The two men sat in the shade of an olive grove just outside the Servian Wall, the late afternoon sun filtering gold through the leaves. Marcus Tullius, once a centurion in Hispania, now gray at the temples, poured thin wine from a clay jug into their cups. Across from him lounged Gaius Aemilius, a former quaestor whose family estates still clung to the hills of Latium despite the tax collectors’ endless appetite.
“I tell you, Marcus,” Gaius said, swirling the cup without drinking, “what keeps me awake is not the Parthians or the Germans. Those we can meet with iron and discipline. No—it is the grandchildren yet unborn who frighten me most. I see a world where men no longer know the weight of a pilum in their hand, where they bargain their honor for bread handed out by the state, where the Forum is silent because no one dares speak against the mob or the emperor. I fear a Rome that forgets how to be Roman: a city of soft men who worship machines of bronze and glass instead of the gods, who travel the skies in chariots of fire and yet cannot look another in the eye without fear. What use is conquering the stars if the soul itself has been conquered?”
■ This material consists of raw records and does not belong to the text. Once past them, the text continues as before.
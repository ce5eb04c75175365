//! # Pool de Workers con Admisión
//! src/server/pool.rs
//!
//! Un número fijo de threads atiende conexiones. La admisión decide, bajo un
//! único mutex, si una conexión entra directo a un slot libre o espera en una
//! cola FIFO de desborde:
//!
//! ```text
//! submit_or_queue ──┬─ active < max ──▶ active += 1 ──▶ dispatch ──▶ worker
//!                   └─ saturado ──────▶ overflow (FIFO)
//!
//! worker termina ──┬─ overflow no vacío ─▶ toma el más antiguo (active igual)
//!                  └─ overflow vacío ────▶ active -= 1
//! ```
//!
//! El traspaso al terminar es 1:1: el slot liberado pasa directamente a la
//! conexión más antigua de la cola, sin volver a evaluar la admisión. Las
//! conexiones de la cola salen en orden de llegada; una conexión nueva que
//! encuentra un slot libre puede adelantarse si llega justo cuando se libera
//! uno.
//!
//! El lock solo se toma para tocar el contador y las colas, nunca durante
//! I/O.

use crate::error::ServerError;
use std::collections::VecDeque;
use std::panic::{self, AssertUnwindSafe};
use std::sync::{Arc, Condvar, Mutex, MutexGuard};
use std::thread::{self, JoinHandle};
use std::time::{Duration, Instant};
use thiserror::Error;
use tracing::{error, info, warn};

/// Función que procesa un elemento admitido
pub type Handler<T> = Arc<dyn Fn(T) + Send + Sync + 'static>;

/// Resultado de una admisión exitosa
#[derive(Debug, Clone, Copy, PartialEq, Eq)]
pub enum Admission {
    /// Se asignó un slot libre
    Dispatched,
    /// Pool saturado; quedó en la cola de desborde en esta posición (1 = siguiente)
    Queued { position: usize },
}

/// El elemento no pudo entrar al pool; se devuelve al llamador
#[derive(Debug, Error)]
pub enum PoolError<T> {
    #[error("worker pool is shutting down")]
    ShutDown(T),
}

/// Foto del estado del pool
#[derive(Debug, Clone, Copy, PartialEq, Eq)]
pub struct PoolStats {
    pub active: usize,
    pub queued: usize,
    pub max_threads: usize,
}

struct PoolState<T> {
    /// Slots ocupados (admitidos y aún no terminados)
    active: usize,
    /// Admitidos esperando que un thread ocioso los tome
    dispatch: VecDeque<T>,
    /// Desborde FIFO cuando todos los slots están ocupados
    overflow: VecDeque<T>,
    shutting_down: bool,
}

struct Shared<T> {
    state: Mutex<PoolState<T>>,
    /// Hay trabajo en `dispatch` (o se pidió apagar)
    work_ready: Condvar,
    /// `active` llegó a cero
    idle: Condvar,
    max_threads: usize,
    handler: Handler<T>,
}

impl<T> Shared<T> {
    fn lock(&self) -> MutexGuard<'_, PoolState<T>> {
        // Un panic del handler nunca ocurre con el lock tomado, así que un
        // mutex envenenado sigue teniendo un estado consistente.
        self.state.lock().unwrap_or_else(|poisoned| poisoned.into_inner())
    }
}

/// Pool acotado de threads con cola de desborde
pub struct WorkerPool<T: Send + 'static> {
    shared: Arc<Shared<T>>,
    workers: Vec<JoinHandle<()>>,
}

impl<T: Send + 'static> WorkerPool<T> {
    /// Crea el pool y arranca `max_threads` threads (`worker-1`..`worker-N`)
    pub fn new(max_threads: usize, handler: Handler<T>) -> Result<Self, ServerError> {
        if max_threads == 0 {
            return Err(ServerError::InvalidConfig(
                "worker pool needs at least one thread".to_string(),
            ));
        }

        let shared = Arc::new(Shared {
            state: Mutex::new(PoolState {
                active: 0,
                dispatch: VecDeque::new(),
                overflow: VecDeque::new(),
                shutting_down: false,
            }),
            work_ready: Condvar::new(),
            idle: Condvar::new(),
            max_threads,
            handler,
        });

        let mut pool = Self {
            shared,
            workers: Vec::with_capacity(max_threads),
        };

        for i in 1..=max_threads {
            let shared = Arc::clone(&pool.shared);
            let spawned = thread::Builder::new()
                .name(format!("worker-{}", i))
                .spawn(move || worker_loop(shared));
            match spawned {
                Ok(handle) => pool.workers.push(handle),
                Err(e) => {
                    // Liberar los threads que sí arrancaron
                    pool.shutdown(Duration::ZERO);
                    return Err(ServerError::Spawn(e));
                }
            }
        }

        Ok(pool)
    }

    /// Admite `item` en un slot libre o lo encola al final del desborde
    pub fn submit_or_queue(&self, item: T) -> Result<Admission, PoolError<T>> {
        let mut state = self.shared.lock();
        if state.shutting_down {
            return Err(PoolError::ShutDown(item));
        }

        if state.active < self.shared.max_threads {
            state.active += 1;
            state.dispatch.push_back(item);
            info!(active = state.active, max = self.shared.max_threads, "thread pool status");
            drop(state);
            self.shared.work_ready.notify_one();
            Ok(Admission::Dispatched)
        } else {
            state.overflow.push_back(item);
            let position = state.overflow.len();
            warn!(queued = position, "thread pool saturated, queuing connection");
            Ok(Admission::Queued { position })
        }
    }

    pub fn stats(&self) -> PoolStats {
        let state = self.shared.lock();
        PoolStats {
            active: state.active,
            queued: state.overflow.len(),
            max_threads: self.shared.max_threads,
        }
    }

    pub fn max_threads(&self) -> usize {
        self.shared.max_threads
    }

    /// Deja de aceptar trabajo y espera a que se drene lo pendiente
    ///
    /// Las conexiones en curso y las encoladas se atienden hasta el final;
    /// la espera se corta después de `grace`. Retorna `true` si el pool
    /// quedó vacío (y sus threads terminaron) dentro del plazo.
    pub fn shutdown(&mut self, grace: Duration) -> bool {
        // Un plazo que no cabe en un Instant equivale a esperar sin límite
        let deadline = Instant::now().checked_add(grace);
        let mut state = self.shared.lock();
        state.shutting_down = true;
        self.shared.work_ready.notify_all();

        while state.active > 0 {
            let Some(deadline) = deadline else {
                state = self
                    .shared
                    .idle
                    .wait(state)
                    .unwrap_or_else(|poisoned| poisoned.into_inner());
                continue;
            };

            let now = Instant::now();
            if now >= deadline {
                warn!(
                    active = state.active,
                    queued = state.overflow.len(),
                    "shutdown grace period elapsed, abandoning pending connections"
                );
                return false;
            }
            state = self
                .shared
                .idle
                .wait_timeout(state, deadline - now)
                .map(|(guard, _)| guard)
                .unwrap_or_else(|poisoned| poisoned.into_inner().0);
        }
        drop(state);

        for handle in self.workers.drain(..) {
            if handle.join().is_err() {
                error!("worker thread panicked outside a handler");
            }
        }
        true
    }
}

impl<T: Send + 'static> Drop for WorkerPool<T> {
    fn drop(&mut self) {
        let mut state = self.shared.lock();
        state.shutting_down = true;
        drop(state);
        self.shared.work_ready.notify_all();
    }
}

fn worker_loop<T: Send + 'static>(shared: Arc<Shared<T>>) {
    loop {
        let mut item = {
            let mut state = shared.lock();
            loop {
                if let Some(item) = state.dispatch.pop_front() {
                    break item;
                }
                if state.shutting_down {
                    return;
                }
                state = shared
                    .work_ready
                    .wait(state)
                    .unwrap_or_else(|poisoned| poisoned.into_inner());
            }
        };

        // Atender y, mientras haya desborde, seguir con el más antiguo
        loop {
            run_handler(&shared, item);

            let mut state = shared.lock();
            match state.overflow.pop_front() {
                Some(next) => {
                    info!(
                        remaining = state.overflow.len(),
                        "connection dequeued, assigned to {}",
                        thread::current().name().unwrap_or("worker")
                    );
                    item = next;
                }
                None => {
                    state.active -= 1;
                    info!(active = state.active, max = shared.max_threads, "thread pool status");
                    if state.active == 0 {
                        shared.idle.notify_all();
                    }
                    break;
                }
            }
        }
    }
}

fn run_handler<T>(shared: &Shared<T>, item: T) {
    let handler = &shared.handler;
    if panic::catch_unwind(AssertUnwindSafe(|| handler(item))).is_err() {
        error!("connection handler panicked; slot released");
    }
}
Marcus stared at the dust motes dancing in the sunlight, then gave a short, bitter laugh. “You speak of machines and skies, Gaius, but I see something darker still. I fear the day when virtus is laughed at as an old man’s tale, when courage is called cruelty and loyalty treason. I dread a future where every man carries his own little Senate in his palm—endless voices shouting opinions, none of them tested by blood or hardship—yet no one leads, no one sacrifices, no one stands alone against the storm. Worst of all, I fear we will reach that day and not even notice we have fallen. We will call it progress, call it peace, call it freedom. And our descendants will live in towers taller than the Capitoline, richer than Crassus dreamed, yet hollow as the masks we wear at funerals—beautiful, empty, and already dead.”
He drained his cup in one long swallow and set it down hard enough to crack the clay. “To the gods, then,” he muttered, “that they let us die before we see it.”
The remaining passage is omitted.